A gap was intentionally left between the largest driftwood and the back glass panel. Filled with substrate, it formed a narrow alleyway at a higher elevation from the foreground substrate; so scorpions crawling at the back of the terrarium would still be visible from the front. At its completion, this project used up almost 4 buckets of coco-fiber.






For the forest floor to closer resemble their natural habitat, some leftover ExxoTerra Forest Bark was used up to cover any bare surface of coco-fiber.





Additionally, generic generic bark-bedding for reptiles and some gravel+sand mix was sprinkled in several places to break-up the uniformity of the surface layer.





Lining the waterbowl perimeter with gravel prevented substrate from washing back into the bowl when it was over-flooded for hydrating the enclosure.






Tita picked up the plants from the back alley behind the bar. Truth be told, Kuching city is blissfully laden with greenery. The ferns, still attached to their tangle of roots and tendrils, were wedged into the 'ditch' between the two large pieces of driftwood.





The bar's proprietor had some orchid moss lying around which he happily suggested to be included to the setup. He also provide the deer skull; a wall-mounted decoration which added a macabre touch to the natural looking enclosure.
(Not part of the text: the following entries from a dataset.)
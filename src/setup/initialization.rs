// 应用初始化
//
// 配置、日志、窗口管理器、内存提醒和系统采样在这里组装，之后交给 Tauri 托管

use std::sync::{Arc, Mutex, PoisonError};
use std::time::{Duration, Instant};

use anyhow::Context;
use tauri::{AppHandle, Emitter, Manager, WebviewUrl, WebviewWindowBuilder};
use tokio::sync::oneshot;

use macmaster::core::LoggerGuard;
use macmaster::error::{AppError, AppResult};
use macmaster::models::{AlertAction, AppConfig, OffendingProcess};
use macmaster::services::{
    app_data_dir, read_app_config, run_sampler, terminate_process, MemoryMonitor, MetricsHub,
    Subscription,
};
use macmaster::ui::{FocusSignal, FocusTracker, MemoryAlertController, MonitorActions, WindowId, WindowManager};

use super::host::TauriHost;

pub const MAIN_WINDOW_LABEL: &str = "main";
pub const SNAPSHOT_EVENT: &str = "metrics://snapshot";

pub type AppWindowManager = WindowManager<TauriHost>;
pub type AppAlertController = MemoryAlertController<TauriHost, MonitorBridge>;

/// 菜单栏界面状态；只在主线程上加锁。需要同时持有时先 `alert` 后 `windows`
pub struct UiState {
    pub windows: Arc<Mutex<AppWindowManager>>,
    pub focus: Arc<Mutex<FocusTracker>>,
    pub alert: Arc<Mutex<AppAlertController>>,
}

pub struct MetricsState {
    pub hub: Arc<MetricsHub>,
    _subscriptions: Vec<Subscription>,
}

/// 应用退出前一直持有，保证文件日志刷盘
pub struct LoggerState(pub LoggerGuard);

/// 提醒浮窗按钮对应的内存监控操作
pub struct MonitorBridge {
    app: AppHandle,
    monitor: Arc<Mutex<MemoryMonitor>>,
    windows: Arc<Mutex<AppWindowManager>>,
}

impl MonitorBridge {
    fn monitor(&self) -> std::sync::MutexGuard<'_, MemoryMonitor> {
        self.monitor.lock().unwrap_or_else(PoisonError::into_inner)
    }
}

impl MonitorActions for MonitorBridge {
    fn snooze(&self, process: &OffendingProcess, duration: Duration) {
        self.monitor()
            .snooze(&process.name, duration, Instant::now());
    }

    fn ignore_permanently(&self, process: &OffendingProcess) {
        self.monitor().ignore(&process.name);
    }

    fn terminate_offending_process(&self, process: &OffendingProcess) -> AppResult<()> {
        terminate_process(process.pid, &process.name)
    }

    /// 关闭面板，显示并激活主程序窗口；提醒浮窗由调用方先行收起
    fn open_main_application(&self) {
        self.windows
            .lock()
            .unwrap_or_else(PoisonError::into_inner)
            .close_all();
        if let Err(e) = show_main_window(&self.app) {
            tracing::error!(error = %e, "打开主程序窗口失败");
        }
    }
}

/// 显示（必要时创建）主程序窗口并激活应用
fn show_main_window(app: &AppHandle) -> AppResult<()> {
    let window = match app.get_webview_window(MAIN_WINDOW_LABEL) {
        Some(window) => window,
        None => WebviewWindowBuilder::new(
            app,
            MAIN_WINDOW_LABEL,
            WebviewUrl::App("index.html#/app".into()),
        )
        .title("Mac优化大师")
        .inner_size(960.0, 640.0)
        .min_inner_size(720.0, 480.0)
        .center()
        .build()?,
    };

    if let Err(e) = window.show() {
        tracing::error!(error = ?e, "显示主窗口失败");
    }
    if let Err(e) = window.unminimize() {
        tracing::error!(error = ?e, "取消最小化失败");
    }
    if let Err(e) = window.set_focus() {
        tracing::error!(error = ?e, "设置焦点失败");
    }

    #[cfg(target_os = "macos")]
    super::macos::activate_app();

    Ok(())
}

/// 在主线程上执行 `f` 并等待结果
pub async fn run_on_main<T, F>(app: &AppHandle, f: F) -> AppResult<T>
where
    F: FnOnce() -> T + Send + 'static,
    T: Send + 'static,
{
    let (tx, rx) = oneshot::channel();
    app.run_on_main_thread(move || {
        let _ = tx.send(f());
    })?;
    rx.await
        .map_err(|_| AppError::window("主线程任务未执行"))
}

/// 在主线程上操作窗口管理器并等待结果
pub async fn with_windows<T, F>(app: &AppHandle, f: F) -> AppResult<T>
where
    F: FnOnce(&mut AppWindowManager) -> T + Send + 'static,
    T: Send + 'static,
{
    let windows = app.state::<UiState>().windows.clone();
    run_on_main(app, move || {
        let mut manager = windows.lock().unwrap_or_else(PoisonError::into_inner);
        f(&mut manager)
    })
    .await
}

pub async fn with_alert<T, F>(app: &AppHandle, f: F) -> AppResult<T>
where
    F: FnOnce(&mut AppAlertController) -> T + Send + 'static,
    T: Send + 'static,
{
    let alert = app.state::<UiState>().alert.clone();
    run_on_main(app, move || {
        let mut controller = alert.lock().unwrap_or_else(PoisonError::into_inner);
        f(&mut controller)
    })
    .await
}

/// 投递到主线程操作窗口管理器，不等待结果（用于同步的事件回调）
pub fn post_to_windows<F>(app: &AppHandle, f: F)
where
    F: FnOnce(&mut AppWindowManager) + Send + 'static,
{
    let Some(state) = app.try_state::<UiState>() else {
        tracing::warn!("界面状态尚未初始化");
        return;
    };
    let windows = state.windows.clone();
    if let Err(e) = app.run_on_main_thread(move || {
        let mut manager = windows.lock().unwrap_or_else(PoisonError::into_inner);
        f(&mut manager);
    }) {
        tracing::warn!(error = %e, "无法调度窗口操作");
    }
}

/// 投递到主线程操作内存提醒，不等待结果
pub fn post_to_alert<F>(app: &AppHandle, f: F)
where
    F: FnOnce(&mut AppAlertController) + Send + 'static,
{
    let Some(state) = app.try_state::<UiState>() else {
        tracing::warn!("界面状态尚未初始化");
        return;
    };
    let alert = state.alert.clone();
    if let Err(e) = app.run_on_main_thread(move || {
        let mut controller = alert.lock().unwrap_or_else(PoisonError::into_inner);
        f(&mut controller);
    }) {
        tracing::warn!(error = %e, "无法调度内存提醒操作");
    }
}

/// 收起菜单栏界面并打开主程序；状态栏菜单、提醒浮窗和命令共用这一条路径
pub fn post_open_main_app(app: &AppHandle) {
    post_to_alert(app, |alert| {
        if let Err(e) = alert.perform(AlertAction::OpenMainApp) {
            tracing::error!(error = %e, "打开主程序失败");
        }
    });
}

/// 把自动关闭信号投递到主线程处理。
///
/// 失去焦点时继任的键盘窗口尚未就绪。事件回调本身就在主线程上，
/// 在主线程调用 `run_on_main_thread` 会立即执行，所以先切到异步任务，
/// 再经事件循环代理投递，保证在下一轮事件循环才查询键盘窗口。
pub fn post_focus_signal(app: &AppHandle, signal: FocusSignal) {
    let Some(state) = app.try_state::<UiState>() else {
        return;
    };
    let windows = state.windows.clone();
    let focus = state.focus.clone();
    let app = app.clone();
    tauri::async_runtime::spawn(async move {
        let result = app.run_on_main_thread(move || {
            let mut manager = windows.lock().unwrap_or_else(PoisonError::into_inner);
            let closed = focus
                .lock()
                .unwrap_or_else(PoisonError::into_inner)
                .handle(&signal, &mut manager);
            if closed {
                tracing::debug!(signal = ?signal, "面板已自动关闭");
            }
        });
        if let Err(e) = result {
            tracing::warn!(error = %e, "无法调度自动关闭");
        }
    });
}

/// 窗口失去焦点
pub fn on_window_blur(app: &AppHandle, label: &str) {
    post_focus_signal(
        app,
        FocusSignal::ResignedKey {
            window: WindowId::new(label),
        },
    );
}

fn load_config() -> AppConfig {
    match read_app_config().context("读取 ~/.macmaster/config.json 失败") {
        Ok(config) => config,
        Err(e) => {
            // 日志尚未初始化，只能输出到 stderr
            eprintln!("{:#}，使用默认配置", e);
            AppConfig::default()
        }
    }
}

/// 初始化应用状态并启动后台任务
pub fn initialize_app(app: &AppHandle) -> AppResult<()> {
    let config = load_config();
    let log_dir = app_data_dir()?.join("logs");
    let guard = macmaster::init_logger(&config.log_config, &log_dir)?;
    app.manage(LoggerState(guard));

    tracing::info!(
        version = env!("CARGO_PKG_VERSION"),
        threshold = config.alert.threshold,
        interval_secs = config.alert.sample_interval_secs,
        "Mac优化大师菜单栏组件启动"
    );

    let host = TauriHost::new(app.clone());
    let windows = Arc::new(Mutex::new(WindowManager::new(host.clone())));
    let monitor = Arc::new(Mutex::new(MemoryMonitor::new(config.alert.threshold)));
    let bridge = MonitorBridge {
        app: app.clone(),
        monitor: monitor.clone(),
        windows: windows.clone(),
    };
    let alert = Arc::new(Mutex::new(MemoryAlertController::new(host, bridge)));

    let hub = Arc::new(MetricsHub::new());
    let subscriptions = vec![
        subscribe_alert(app, &hub, alert.clone()),
        subscribe_webviews(app, &hub),
    ];

    app.manage(UiState {
        windows,
        focus: Arc::new(Mutex::new(FocusTracker::new())),
        alert,
    });
    app.manage(MetricsState {
        hub: hub.clone(),
        _subscriptions: subscriptions,
    });

    let interval = Duration::from_secs(config.alert.sample_interval_secs);
    tauri::async_runtime::spawn(run_sampler(hub, monitor, interval));

    Ok(())
}

/// 快照驱动内存提醒浮窗
fn subscribe_alert(
    app: &AppHandle,
    hub: &MetricsHub,
    alert: Arc<Mutex<AppAlertController>>,
) -> Subscription {
    let app = app.clone();
    hub.subscribe(move |snapshot| {
        let alert = alert.clone();
        let result = app.run_on_main_thread(move || {
            alert
                .lock()
                .unwrap_or_else(PoisonError::into_inner)
                .on_snapshot(&snapshot);
        });
        if let Err(e) = result {
            tracing::warn!(error = %e, "无法调度内存提醒");
        }
    })
}

/// 快照广播给所有前端窗口
fn subscribe_webviews(app: &AppHandle, hub: &MetricsHub) -> Subscription {
    let app = app.clone();
    hub.subscribe(move |snapshot| {
        if let Err(e) = app.emit(SNAPSHOT_EVENT, &snapshot) {
            tracing::warn!(error = %e, "推送系统快照失败");
        }
    })
}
Alas the Finished Product... All in all this setup took 3 hours to complete; awaiting its intended inhabitants





13 _Heterometrus longimanus_... most of which were acquired as rescued strays.  





Over the course of a year, some friends of mine had started catching scorpions that they had found wandering into their houses and kept them alive for me. As a result I had a surplus of male _H. longimanus_ ready for this exhibit.





This spacious Vivarium enclosure was certainly a far cry from the tubs I had kept them in. 





Within an hour of their relocation, many of them began exploring their new home. Despite them all being males, there were only brief, minor scuffles over hiding spots and food, ending typically in a hasty parting of ways.





I hope to introduce some females at some point as soon as I find some individuals that were not overtly territorial.






Mission accomplished; an eye-catching vivarium exhibit featuring some fascinating creatures 'illuminated' against their 'natural' environment in a manner which most people rarely see first hand; undoubtedly the most attractive aspect of this exhibit - UV magic!!!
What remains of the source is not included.